Fig. 2. UV-Vis and fluorescence response of probe B545b to ONOO⁻. (a) Absorption spectra of B545b (10.0 μM) before and after being treated with various amounts of ONOO⁻. (b) Fluorescence spectra of probe B545b (5.0 μM) before and after treatment with ONOO⁻ at indicated final concentrations. (c) Time-lapse emission of B545b (5.0 μM) at 545 nm in response to ONOO⁻. (d) Fluorescence intensity of B545b (5.0 μM) at 545 nm after treatment with various biologically related species. (1) Probe blank, (2) NO, (3) NO₂⁻, (4) NO₃⁻ (5) H₂O₂, (6) THBP, (7) ˙OH, (8) ¹O₂ (9) O₂⁻, (10) ClO⁻, (11) GSH, (12) Cys, (13) Zn²⁺, and (14) Cu²⁺. All analytes were kept at a final concentration of 100 μM except ONOO⁻ which was kept at 10 μM. All measurements were carried out at ambient temperature with excitation at 475 nm and emission at 545 nm.

Fig. 3. Imaging SIN-1 induced ONOO⁻ in EA.hy926 endothelial cells. (a) Cells were incubated with various doses of SIN-1 for 1 h, and then stained with B545b (0.5 μM) for 30 min. (b) Quantified B545b fluorescence in (a) (mean ± S.E.M, n = 4). (c) Time-lapse series of EA.hy926 cells first loaded with B545b and then stimulated with SIN-1 (1 mM). (d) Quantified B545b fluorescence in (c). Data are presented as a densitometric ratio change compared with control. DAPI (4′,6-diamidino-2-phenylindole) counterstaining indicates nuclear localization (blue, λ_em 420–480, λ_ex 405 nm). B545b fluorescence was collected at 560–620 nm with λ_ex 543 nm. ***P < 0.001, **P < 0.01, and *P < 0.1 versus control.

Fig. 4. Characterization of B545b specificity for ONOO⁻ in endothelial cells. (a) Scavenging ONOO⁻ with uric acid (100 μM) or FeTPPS (1 μM) inhibited SIN-1 induced B545b fluorescence. (b) Pretreating cells with uric acid (100 μM), FeTPPS (1 μM) or TEMPO (300 μM) 1 h prior to OGD exposure (4 h) significantly suppressed B545b fluorescence. (c and d) Quantification of B545b mean fluorescence intensity (mean ± S.E.M, n = 4) in (a) and (b). Data are presented as a densitometric ratio change compared with control. DAPI counterstaining indicates nuclear localization (blue, λ_ex 405 nm and λ_em 420–480 nm). B545b fluorescence was collected at 560–620 nm with λ_ex 543 nm. ***P < 0.001, **P < 0.01 versus control, ###P < 0.001, and ##P < 0.01 versus SIN-1 or OGD.

Fig. 5. In vivo real-time imaging of the endogenous ONOO⁻ flux incurred by brain microvessel occlusion. (a) Schematic illustration of experimental methods for microvessel occlusion and imaging. First, probe B545b and FITC–dextran were intravenously injected into mice. Then, microvessel occlusion was induced by photothrombosis, and imaged using a two-photon laser scanning microscope (TPLSM). (b) The time-series images representing individual frames from a continuous time lapse movie which showed the dynamic B545b fluorescence change in response to vascular occlusion in live mice. (c) Individual fluorescence of B545b and FITC in the photothrombosis model.

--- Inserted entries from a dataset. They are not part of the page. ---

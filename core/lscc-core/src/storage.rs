//! `Storage` collaborator (section 6): durable key/value contract consumed
//! by shards to persist blocks and snapshots.
//!
//! Atomicity is per single operation; no multi-op transactions are
//! required by the core. A concrete in-memory implementation lives in
//! `lscc-state`, consistent with the Non-goal that persistent storage
//! implementation details are out of scope here.

use thiserror::Error;

/// Errors a `Storage` backend can report.
#[derive(Debug, Error, Clone, PartialEq, Eq)]
pub enum StorageError {
    #[error("key not found: {0}")]
    NotFound(String),

    #[error("storage write failed: {0}")]
    WriteFailed(String),

    #[error("storage encoding error: {0}")]
    Encoding(String),
}

pub type StorageResult<T> = Result<T, StorageError>;

/// Durable key/value contract. Blocks are addressed by `(shard, height)`;
/// everything else goes through the flat `kv` namespace using the keyspace
/// layout from section 6 (`block:{shard}:{height}`, `shard:{id}:state`,
/// `validator:{addr}`, `conflict:{id}`).
pub trait Storage: Send + Sync {
    /// Persist the canonical-encoded block bytes for `(shard_id, height)`.
    fn save_block(&self, shard_id: u32, height: u64, block_bytes: &[u8]) -> StorageResult<()>;

    /// Fetch the canonical-encoded block bytes for `(shard_id, height)`.
    fn get_block(&self, shard_id: u32, height: u64) -> StorageResult<Vec<u8>>;

    /// Write an arbitrary key/value pair.
    fn save_kv(&self, key: &str, value: &[u8]) -> StorageResult<()>;

    /// Read an arbitrary key/value pair.
    fn get_kv(&self, key: &str) -> StorageResult<Vec<u8>>;
}

/// Canonical key for a block record, matching section 6's keyspace layout.
pub fn block_key(shard_id: u32, height: u64) -> String {
    format!("block:{}:{}", shard_id, height)
}

/// Canonical key for a shard's persisted state snapshot.
pub fn shard_state_key(shard_id: u32) -> String {
    format!("shard:{}:state", shard_id)
}

/// Canonical key for a validator record.
pub fn validator_key(address: &str) -> String {
    format!("validator:{}", address)
}

/// Canonical key for a conflict record.
pub fn conflict_key(conflict_id: &str) -> String {
    format!("conflict:{}", conflict_id)
}
//! Routing table between shards (spec section 4.3, "Route selection").

use dashmap::DashMap;

#[derive(Debug, Clone, Copy, PartialEq, Eq)]
pub enum PriorityBand {
    Band1,
    Band2,
    Band3,
}

#[derive(Debug, Clone)]
pub struct Route {
    pub from: u32,
    pub to: u32,
    pub relays: Vec<u32>,
    pub current_load: u32,
    pub capacity: u32,
    pub last_used: u64,
    pub latency_ms: f64,
    pub reliability: f64,
    pub band: PriorityBand,
}

impl Route {
    pub fn direct(from: u32, to: u32, capacity: u32, now: u64) -> Self {
        Self::with_relays(from, to, Vec::new(), capacity, now)
    }

    fn with_relays(from: u32, to: u32, relays: Vec<u32>, capacity: u32, now: u64) -> Self {
        let mut route = Self {
            from,
            to,
            relays,
            current_load: 0,
            capacity,
            last_used: now,
            latency_ms: 0.0,
            reliability: 0.0,
            band: PriorityBand::Band3,
        };
        route.recompute();
        route
    }

    /// A fresh route for `(from, to)` with default metrics (spec section
    /// 4.3, "Route selection"). Pairs more than two shards apart get a
    /// single relay hop at their midpoint shard, satisfying the
    /// invariant that distant pairs are not routed directly (spec
    /// section 3, Route invariant).
    pub fn for_pair(from: u32, to: u32, capacity: u32, now: u64) -> Self {
        let relays = if (from as i64 - to as i64).abs() > 2 {
            vec![(from + to) / 2]
        } else {
            Vec::new()
        };
        Self::with_relays(from, to, relays, capacity, now)
    }

    fn load_factor(&self) -> f64 {
        if self.capacity == 0 {
            0.0
        } else {
            self.current_load as f64 / self.capacity as f64
        }
    }

    /// Recompute latency, reliability, and priority band from the
    /// route's current relay count and load (spec section 4.3, "Route
    /// selection"): `base(5ms) + 10ms * |relays| + (load_factor * 50ms
    /// when load_factor > 0.8)`; reliability `0.95 * 0.98^|relays|`,
    /// multiplied by 0.9 when load_factor > 0.9.
    pub fn recompute(&mut self) {
        let load_factor = self.load_factor();
        let relay_count = self.relays.len() as i32;

        let mut latency = 5.0 + 10.0 * relay_count as f64;
        if load_factor > 0.8 {
            latency += load_factor * 50.0;
        }
        self.latency_ms = latency;

        let mut reliability = 0.95 * 0.98_f64.powi(relay_count);
        if load_factor > 0.9 {
            reliability *= 0.9;
        }
        self.reliability = reliability;

        self.band = if self.reliability > 0.9 && self.latency_ms < 50.0 {
            PriorityBand::Band1
        } else if self.reliability > 0.7 && self.latency_ms < 100.0 {
            PriorityBand::Band2
        } else {
            PriorityBand::Band3
        };
    }

    pub fn record_use(&mut self, now: u64) {
        self.current_load += 1;
        self.last_used = now;
        self.recompute();
    }
}

/// Routing table keyed by `(from, to)`. Exactly one route exists per
/// ordered pair at all times (spec section 8, invariant 4).
pub struct RoutingTable {
    routes: DashMap<(u32, u32), Route>,
    default_capacity: u32,
}

impl RoutingTable {
    pub fn new(default_capacity: u32) -> Self {
        Self {
            routes: DashMap::new(),
            default_capacity,
        }
    }

    /// `FindRoute(from, to)`: look up or create a direct route with
    /// default metrics, then record a use against it.
    pub fn find_route(&self, from: u32, to: u32, now: u64) -> Route {
        let mut entry = self
            .routes
            .entry((from, to))
            .or_insert_with(|| Route::for_pair(from, to, self.default_capacity, now));
        entry.record_use(now);
        entry.clone()
    }

    pub fn get(&self, from: u32, to: u32) -> Option<Route> {
        self.routes.get(&(from, to)).map(|r| r.clone())
    }

    pub fn len(&self) -> usize {
        self.routes.len()
    }

    pub fn is_empty(&self) -> bool {
        self.routes.is_empty()
    }

    /// Periodic route updater (spec section 4.3): recompute latency and
    /// reliability for every route, refreshing its priority band.
    pub fn refresh_all(&self) {
        for mut entry in self.routes.iter_mut() {
            entry.recompute();
        }
    }
}

#[cfg(test)]
mod tests {
    use super::*;

    #[test]
    fn exactly_one_route_per_pair() {
        let table = RoutingTable::new(10);
        table.find_route(0, 1, 1_000);
        table.find_route(0, 1, 1_001);
        assert_eq!(table.len(), 1);
    }

    #[test]
    fn low_load_direct_route_is_band_one() {
        let table = RoutingTable::new(100);
        let route = table.find_route(0, 1, 1_000);
        assert_eq!(route.band, PriorityBand::Band1);
    }

    #[test]
    fn high_load_increases_latency_and_drops_band() {
        let table = RoutingTable::new(10);
        let mut route = None;
        for i in 0..9 {
            route = Some(table.find_route(0, 1, 1_000 + i));
        }
        let route = route.unwrap();
        assert!(route.current_load >= 9);
        assert_ne!(route.band, PriorityBand::Band1);
    }

    #[test]
    fn distant_pairs_get_a_relay_hop() {
        let table = RoutingTable::new(100);
        let near = table.find_route(0, 2, 1_000);
        assert!(near.relays.is_empty());
        let far = table.find_route(0, 5, 1_000);
        assert_eq!(far.relays, vec![2]);
    }

    #[test]
    fn relays_reduce_reliability_geometrically() {
        let mut route = Route::direct(0, 1, 10, 1_000);
        route.relays = vec![7, 8];
        route.recompute();
        let expected = 0.95 * 0.98_f64.powi(2);
        assert!((route.reliability - expected).abs() < 1e-9);
    }
}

Fig. 6. Imaging of ONOO⁻ accumulation after MCAO in the brain parenchyma. (a) Cerebral imaging and analysis. After B545b administration, the mice were treated with MCAO for 0.5 or 1 h. The whole brains were scanned using a Maestro in vivo imaging system with a 480 nm excitation wavelength and a 560 nm filter. (b) Immunofluorescence staining of FasL (green) and DAPI (blue) in the brain after B545b injection and MCAO treatment. Scale bar = 50 μm. (c) Confocal imaging of brain slices with the B545b signal (red) and DAPI (blue). B545b fluorescence was collected at 500–540 nm with λ_ex 488 nm. B545b fluorescence significantly increased 0.5 h after MCAO in the ischemic brain. The white dotted lines show the brain sections and the yellow dotted lines show the ischemic region of brain. Scale bar = 1 mm. (d) Nissl staining with the whole brain sections. Scale bar = 1 mm.